CALGARY, Alberta – A Calgary-based social improvement center run by The Oily Blanket Foundation is seeing significant success from its Drilling Anonymous support group with on average 20 new members joining every week. Drilling Anonymous is a brand new therapeutic social support group geared towards drilling and operational staff involved with oil and gas development in western Canada. With sessions running 7 days a week headed into the fall, the group has added several new counselors to guide the individuals along their journey, and help them manage the stress of day to day drilling and operations.
“We began to see the stress manifest itself in these particular roles as throwing lunches, punching walls, tripping coworkers in the halls, taking crayons from geologists, or name calling. As a very loose spinoff of other support groups styles, we felt a group of peers working through their issues in a safe space could be beneficial. I mean, the last thing people want to see in the lunchroom is an engineer crying into his espresso.” – peter northtip, TOBF
Sessions start in the usual way, eerily similar to other programs. Eight to 10 people gather for an hour and introduce themselves, opening with their primary issues, and how well they’ve been doing, before they delve into recent challenges or takes that may have diminished their progress. A member of the Wednesday group shared his speech with 2P as an example, but asked we not use his or her name.

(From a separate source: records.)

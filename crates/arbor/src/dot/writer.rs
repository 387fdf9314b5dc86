//! Low-level DOT text output.
//!
//! [`DotWriter`] handles indentation and statement syntax, [`AttrList`]
//! keeps attributes in insertion order so that the same sequence of calls
//! always produces the same text.

use std::fmt::Write;

use indexmap::IndexMap;

/// A single attribute value.
#[derive(Debug, Clone, PartialEq)]
pub(crate) enum AttrValue {
    /// Written between double quotes with DOT escaping applied.
    Quoted(String),
    /// Written as-is; only used for identifiers, keywords and numbers.
    Raw(String),
}

impl AttrValue {
    fn write_to(&self, out: &mut String) {
        match self {
            Self::Quoted(text) => {
                out.push('"');
                out.push_str(&escape(text));
                out.push('"');
            }
            Self::Raw(text) => out.push_str(text),
        }
    }
}

/// Ordered attribute list rendered as `[key=value key=value]`.
#[derive(Debug, Clone, Default)]
pub(crate) struct AttrList {
    attrs: IndexMap<&'static str, AttrValue>,
}

impl AttrList {
    pub(crate) fn new() -> Self {
        Self::default()
    }

    /// Sets a quoted attribute. Setting a key again keeps its original position.
    pub(crate) fn quoted(&mut self, key: &'static str, value: impl Into<String>) -> &mut Self {
        self.attrs.insert(key, AttrValue::Quoted(value.into()));
        self
    }

    /// Sets an unquoted attribute.
    pub(crate) fn raw(&mut self, key: &'static str, value: impl ToString) -> &mut Self {
        self.attrs.insert(key, AttrValue::Raw(value.to_string()));
        self
    }

    pub(crate) fn is_empty(&self) -> bool {
        self.attrs.is_empty()
    }

    fn write_to(&self, out: &mut String) {
        out.push('[');
        for (index, (key, value)) in self.attrs.iter().enumerate() {
            if index > 0 {
                out.push(' ');
            }
            out.push_str(key);
            out.push('=');
            value.write_to(out);
        }
        out.push(']');
    }
}

/// Escapes text for use inside a quoted DOT string.
///
/// Line breaks become `\n` escapes, which Graphviz renders as centered lines.
pub(crate) fn escape(text: &str) -> String {
    let mut escaped = String::with_capacity(text.len());
    for c in text.chars() {
        match c {
            '"' => escaped.push_str("\\\""),
            '\\' => escaped.push_str("\\\\"),
            '\n' => escaped.push_str("\\n"),
            '\r' => {}
            _ => escaped.push(c),
        }
    }
    escaped
}

/// Indented DOT text builder.
#[derive(Debug, Default)]
pub(crate) struct DotWriter {
    out: String,
    depth: usize,
}

impl DotWriter {
    pub(crate) fn new() -> Self {
        Self::default()
    }

    fn indent(&mut self) {
        for _ in 0..self.depth {
            self.out.push('\t');
        }
    }

    /// Opens a block such as `digraph "title" {` or `subgraph cluster_0 {`.
    pub(crate) fn open(&mut self, header: &str) {
        self.indent();
        self.out.push_str(header);
        self.out.push_str(" {\n");
        self.depth += 1;
    }

    pub(crate) fn close(&mut self) {
        self.depth = self.depth.saturating_sub(1);
        self.indent();
        self.out.push_str("}\n");
    }

    /// Writes a `graph [...]` attribute statement; skipped when empty.
    pub(crate) fn graph_attrs(&mut self, attrs: &AttrList) {
        if attrs.is_empty() {
            return;
        }
        self.indent();
        self.out.push_str("graph ");
        attrs.write_to(&mut self.out);
        self.out.push('\n');
    }

    /// Writes a node statement.
    pub(crate) fn node(&mut self, name: &str, attrs: &AttrList) {
        self.indent();
        self.out.push_str(name);
        self.out.push(' ');
        attrs.write_to(&mut self.out);
        self.out.push('\n');
    }

    /// Writes a directed edge statement.
    pub(crate) fn edge(&mut self, source: &str, target: &str, attrs: &AttrList) {
        self.indent();
        // Writing to a String cannot fail.
        let _ = write!(self.out, "{source} -> {target} ");
        attrs.write_to(&mut self.out);
        self.out.push('\n');
    }

    pub(crate) fn finish(self) -> String {
        self.out
    }
}
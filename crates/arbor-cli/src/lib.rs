//! CLI logic for the Arbor diagram tool.
//!
//! Reads a TOML diagram declaration, builds the diagram and either renders
//! it through the layout engine or writes its DOT description.

pub mod error_adapter;

mod args;
mod config;

pub use args::Args;

use std::{
    fs,
    ops::Range,
    path::{Path, PathBuf},
    time::Duration,
};

use log::{debug, info};
use thiserror::Error;

use arbor::{ArborError, DiagramRenderer, declaration::DiagramDeclaration, render::OutputFormat};

/// Errors reported by the CLI.
#[derive(Debug, Error)]
pub enum CliError {
    #[error(transparent)]
    Arbor(#[from] ArborError),

    /// A TOML file that could not be read as a declaration or configuration.
    #[error("{message}")]
    Syntax {
        message: String,
        span: Option<Range<usize>>,
        path: PathBuf,
        src: String,
    },
}

impl CliError {
    fn syntax(err: toml::de::Error, path: &Path, src: String) -> Self {
        CliError::Syntax {
            message: err.message().to_string(),
            span: err.span(),
            path: path.to_path_buf(),
            src,
        }
    }
}

/// Run the Arbor CLI application
///
/// This function loads the declaration in `args.input`, then renders it to
/// the output file or, with `--emit-dot`, writes the DOT text instead.
///
/// # Errors
///
/// Returns `CliError` for:
/// - File I/O errors
/// - Configuration loading errors
/// - Declaration syntax and reference errors
/// - Serialization errors
/// - Layout engine errors
pub fn run(args: &Args) -> Result<(), CliError> {
    info!(
        input_path = args.input,
        output_path:? = args.output;
        "Processing diagram"
    );

    let mut app_config = config::load_config(args.config.as_ref())?;

    let output = args.output.as_deref().map(Path::new);
    let format = args.format.or_else(|| {
        output
            .and_then(|path| path.extension())
            .and_then(|ext| ext.to_str())
            .and_then(|ext| ext.parse::<OutputFormat>().ok())
    });
    if let Some(format) = format {
        app_config.engine_mut().set_format(format);
    }
    if let Some(secs) = args.timeout {
        app_config.engine_mut().set_timeout(Some(Duration::from_secs(secs)));
    }
    debug!(format:? = app_config.engine().format(); "Resolved output format");

    let input = Path::new(&args.input);
    let source = fs::read_to_string(input).map_err(ArborError::from)?;
    let declaration: DiagramDeclaration =
        toml::from_str(&source).map_err(|err| CliError::syntax(err, input, source.clone()))?;
    let diagram = declaration.build()?;

    let renderer = DiagramRenderer::new(app_config);

    if args.emit_dot {
        let dot = renderer.serialize(&diagram)?;
        match output {
            Some(path) => {
                fs::write(path, dot).map_err(ArborError::from)?;
                info!(output_file = path.display().to_string(); "DOT written successfully");
            }
            None => print!("{dot}"),
        }
        return Ok(());
    }

    let rendered = renderer.render(&diagram, output)?;
    info!(
        output_file = rendered.path().display().to_string(),
        bytes = rendered.bytes();
        "Diagram rendered successfully"
    );

    Ok(())
}
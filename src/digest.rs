/// Module des digests
///
/// ARCHITECTURE:
/// Un digest résume une source en bougies à granularité plus grossière.
/// Il s'abonne au rafraîchissement des digests de sa source et replie
/// chaque ligne source dans le bin entier correspondant: le premier
/// échantillon initialise le bin, les suivants sont fusionnés. Les prix
/// sont promus en bougies constantes. À chaque repli, le digest
/// ré-émet son propre événement vers les sources liées.
use std::cell::{Cell, RefCell};
use std::rc::Rc;

use chrono::{DateTime, Utc};

use crate::errors::{EngineError, Result};
use crate::events::{Broadcaster, ListenerId};
use crate::growing_array::GrowingArray;
use crate::intervals::Interval;
use crate::pricing::Candle;
use crate::source::Source;
use crate::timelapse::{TimeAxis, Timelapse};

pub(crate) struct DigestInner {
    source: Source,
    pub(crate) axis: TimeAxis,
    /// Bins de bougies; None marque un bin jamais alimenté
    pub(crate) data: RefCell<GrowingArray<Option<Candle>>>,
    /// Dernier indice source déjà replié, None tant qu'aucun ne l'est
    last_source_index: Cell<Option<usize>>,
    attached: Cell<bool>,
    listener: Cell<Option<ListenerId>>,
    relative_bin_size: usize,
    on_refresh_linked_sources: Broadcaster<(usize, usize)>,
}

/// Agrégation d'une source en bougies à intervalle plus grossier
#[derive(Clone)]
pub struct Digest {
    pub(crate) inner: Rc<DigestInner>,
}

impl Digest {
    /// Crée un digest attaché à une source
    ///
    /// L'intervalle doit être strictement plus grand que celui de la
    /// source et divisible par lui. L'origine du digest est celle de la
    /// source.
    pub fn new(source: &Source, interval: Interval) -> Result<Digest> {
        if !interval.allowed_as_digest(source.interval()) {
            return Err(EngineError::InvalidArgument(format!(
                "interval {interval} is not allowed as a digest of a {} source",
                source.interval()
            )));
        }
        let relative_bin_size =
            (interval.seconds() / source.interval().seconds()) as usize;
        let inner = Rc::new(DigestInner {
            source: source.clone(),
            axis: TimeAxis { interval, timestamp: source.timestamp() },
            data: RefCell::new(GrowingArray::new(None, 240, 1)?),
            last_source_index: Cell::new(None),
            attached: Cell::new(true),
            listener: Cell::new(None),
            relative_bin_size,
            on_refresh_linked_sources: Broadcaster::new("on_refresh_linked_sources"),
        });
        let weak = Rc::downgrade(&inner);
        let listener = source.on_refresh_digests().register(Rc::new(
            move |(start, end)| match weak.upgrade() {
                Some(digest) => DigestInner::on_refresh(&digest, start, end),
                None => Ok(()),
            },
        ));
        inner.listener.set(Some(listener));
        Ok(Digest { inner })
    }

    /// La source que ce digest résume
    pub fn source(&self) -> Source {
        self.inner.source.clone()
    }

    /// Indique si ce digest suit encore sa source
    pub fn attached(&self) -> bool {
        self.inner.attached.get()
    }

    /// Détache définitivement ce digest de sa source
    ///
    /// Les données déjà repliées restent lisibles mais ne seront plus
    /// jamais mises à jour.
    pub fn detach(&self) {
        if !self.inner.attached.get() {
            return;
        }
        if let Some(listener) = self.inner.listener.take() {
            self.inner.source.on_refresh_digests().unregister(listener);
        }
        self.inner.attached.set(false);
    }

    /// Les sources liées s'abonnent ici pour refléter ce digest
    pub fn on_refresh_linked_sources(&self) -> &Broadcaster<(usize, usize)> {
        &self.inner.on_refresh_linked_sources
    }

    /// Lit un bin; None tant qu'aucun échantillon ne l'a alimenté
    pub fn get(&self, index: usize) -> Option<Candle> {
        self.inner.data.borrow().get(index)[0]
    }

    /// Lit une tranche de bins `[start, end)`
    pub fn slice(&self, start: usize, end: usize) -> Result<Vec<Option<Candle>>> {
        self.inner.data.borrow().get_slice(start, end)
    }

    /// Lit le bin couvrant un horodatage
    pub fn at(&self, stamp: DateTime<Utc>) -> Result<Option<Candle>> {
        Ok(self.get(self.index_for(stamp)?))
    }
}

impl Timelapse for Digest {
    fn interval(&self) -> Interval {
        self.inner.axis.interval
    }

    fn timestamp(&self) -> DateTime<Utc> {
        self.inner.axis.timestamp
    }

    fn len(&self) -> usize {
        self.inner.data.borrow().len()
    }
}

impl DigestInner {
    /// Replie les lignes source nouvelles jusqu'à `end` (exclu)
    ///
    /// ALGORITHME:
    /// Le repli part toujours du lendemain du dernier indice déjà
    /// replié, jamais du début de la fenêtre notifiée. Cela couvre les
    /// lignes interpolées d'un trou (notifiées seulement via la fenêtre
    /// du lot) et rend les réécritures d'anciennes lignes inertes ici:
    /// chaque ligne source n'est fusionnée qu'une seule fois dans son
    /// bin.
    fn on_refresh(inner: &Rc<DigestInner>, _start: usize, end: usize) -> Result<()> {
        if !inner.attached.get() {
            return Ok(());
        }
        let fold_start = inner.last_source_index.get().map_or(0, |index| index + 1);
        if fold_start >= end {
            return Ok(());
        }
        {
            let mut data = inner.data.borrow_mut();
            for source_index in fold_start..end {
                let bin = source_index / inner.relative_bin_size;
                let incoming = inner.source.get(source_index)?.as_candle();
                let merged = match data.get(bin)[0] {
                    None => incoming,
                    Some(existing) => existing.merge(&incoming),
                };
                data.set(bin, &[Some(merged)])?;
            }
        }
        inner.last_source_index.set(Some(end - 1));
        let bin_start = fold_start / inner.relative_bin_size;
        let bin_end = end.div_ceil(inner.relative_bin_size);
        inner.on_refresh_linked_sources.trigger((bin_start, bin_end))
    }
}

#[cfg(test)]
mod tests {
    use super::*;
    use crate::pricing::{Sample, SampleKind};
    use chrono::TimeZone;

    fn t0() -> DateTime<Utc> {
        Utc.with_ymd_and_hms(2024, 1, 1, 0, 0, 0).unwrap()
    }

    fn candle_source() -> Source {
        Source::new(SampleKind::Candle, t0(), Interval::MINUTE, None).unwrap()
    }

    fn c(start: u64, end: u64, min: u64, max: u64) -> Candle {
        Candle::new(start, end, min, max)
    }

    #[test]
    fn digest_interval_must_be_compatible() {
        let source = candle_source();
        assert!(Digest::new(&source, Interval::MINUTE).is_err());
        assert!(Digest::new(&source, Interval::from_seconds(90).unwrap()).is_err());
        assert!(Digest::new(&source, Interval::MINUTES_5).is_ok());
    }

    #[test]
    fn folds_pairs_of_candles_and_keeps_the_open_bin_current() {
        let source = candle_source();
        let digest = Digest::new(&source, Interval::from_seconds(120).unwrap()).unwrap();

        let c1 = c(10, 12, 9, 13);
        let c2 = c(12, 11, 8, 15);
        let c3 = c(11, 14, 11, 16);
        let c4 = c(14, 13, 12, 17);
        let c5 = c(13, 18, 13, 19);
        source.push(vec![c1, c2, c3, c4, c5], None).unwrap();

        assert_eq!(digest.len(), 3);
        assert_eq!(digest.get(0), Some(c1.merge(&c2)));
        assert_eq!(digest.get(1), Some(c3.merge(&c4)));
        // Le dernier bin est encore ouvert: une seule bougie repliée
        assert_eq!(digest.get(2), Some(c5));

        // Une poussée suivante complète le bin ouvert
        let c6 = c(18, 20, 17, 21);
        source.push(c6, None).unwrap();
        assert_eq!(digest.get(2), Some(c5.merge(&c6)));
    }

    #[test]
    fn prices_are_promoted_to_constant_candles() {
        let source = Source::new(SampleKind::Price, t0(), Interval::MINUTE, None).unwrap();
        let digest = Digest::new(&source, Interval::from_seconds(120).unwrap()).unwrap();
        source.push(vec![10u64, 14], None).unwrap();
        assert_eq!(digest.get(0), Some(c(10, 14, 10, 14)));
    }

    #[test]
    fn interpolated_rows_are_folded_too() {
        let source = Source::new(
            SampleKind::Price,
            t0(),
            Interval::MINUTE,
            Some(Sample::Price(10)),
        )
        .unwrap();
        let digest = Digest::new(&source, Interval::from_seconds(120).unwrap()).unwrap();
        // Emplacements 0..2 interpolés (14, 18, 22), emplacement 3 = 22
        source.push(22u64, Some(3)).unwrap();
        assert_eq!(digest.len(), 2);
        assert_eq!(digest.get(0), Some(c(14, 18, 14, 18)));
        assert_eq!(digest.get(1), Some(c(22, 22, 22, 22)));
    }

    #[test]
    fn replace_pushes_do_not_merge_twice() {
        let source = candle_source();
        let digest = Digest::new(&source, Interval::from_seconds(120).unwrap()).unwrap();
        let c1 = c(10, 12, 9, 13);
        let c2 = c(12, 11, 8, 15);
        source.push(vec![c1, c2], None).unwrap();
        let folded = digest.get(0);

        // Réécriture d'une ligne déjà repliée: le digest l'ignore
        source.push(c(50, 50, 50, 50), Some(0)).unwrap();
        assert_eq!(digest.get(0), folded);
    }

    #[test]
    fn detach_is_terminal() {
        let source = candle_source();
        let digest = Digest::new(&source, Interval::from_seconds(120).unwrap()).unwrap();
        source.push(c(10, 12, 9, 13), None).unwrap();
        assert!(digest.attached());

        digest.detach();
        assert!(!digest.attached());
        digest.detach();

        source.push(c(20, 22, 19, 23), None).unwrap();
        assert_eq!(digest.len(), 1);
        assert_eq!(digest.get(0), Some(c(10, 12, 9, 13)));
    }

    #[test]
    fn bin_ranges_are_broadcast_to_linked_sources() {
        let source = candle_source();
        let digest = Digest::new(&source, Interval::from_seconds(180).unwrap()).unwrap();
        let windows = Rc::new(RefCell::new(Vec::new()));
        let seen = Rc::clone(&windows);
        digest.on_refresh_linked_sources().register(Rc::new(move |window| {
            seen.borrow_mut().push(window);
            Ok(())
        }));

        source.push(vec![c(1, 1, 1, 1); 4], None).unwrap();
        source.push(c(2, 2, 2, 2), None).unwrap();
        assert_eq!(*windows.borrow(), vec![(0, 2), (1, 2)]);
    }

    #[test]
    fn timestamp_reads_use_the_digest_scale() {
        let source = candle_source();
        let digest = Digest::new(&source, Interval::MINUTES_5).unwrap();
        source.push(vec![c(1, 1, 1, 1); 7], None).unwrap();
        let stamp = digest.stamp_for(1);
        assert_eq!(digest.at(stamp).unwrap(), digest.get(1));
        assert_eq!(digest.len(), 2);
    }
}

“Hi, I’m Kevin. I’m a drilly, er, driller. I’ve been a driller for 16 years and needed a break, it’s been 3 weeks since my last drill. I’ve recently been faced with a series of challenging tool failures and cement jobs, and 3 fishing operations that went totally wrong. I find myself just absently walking around the office with a 9 iron mumbling about geology and geophysics before I catch myself and just go to the bar. It’s hard, but I’m here. And I need help.”
The Oily Blanket Foundation feels the program is a valuable resource in a stress-filled industry and invites anyone with workplace exploration or operational problems to reach out and seek the advice and support of their peers. The program is also seeking support and official sanction from APEGA, as most of their clients suffer from Ring Induced Anxiety Syndrome (RIAS).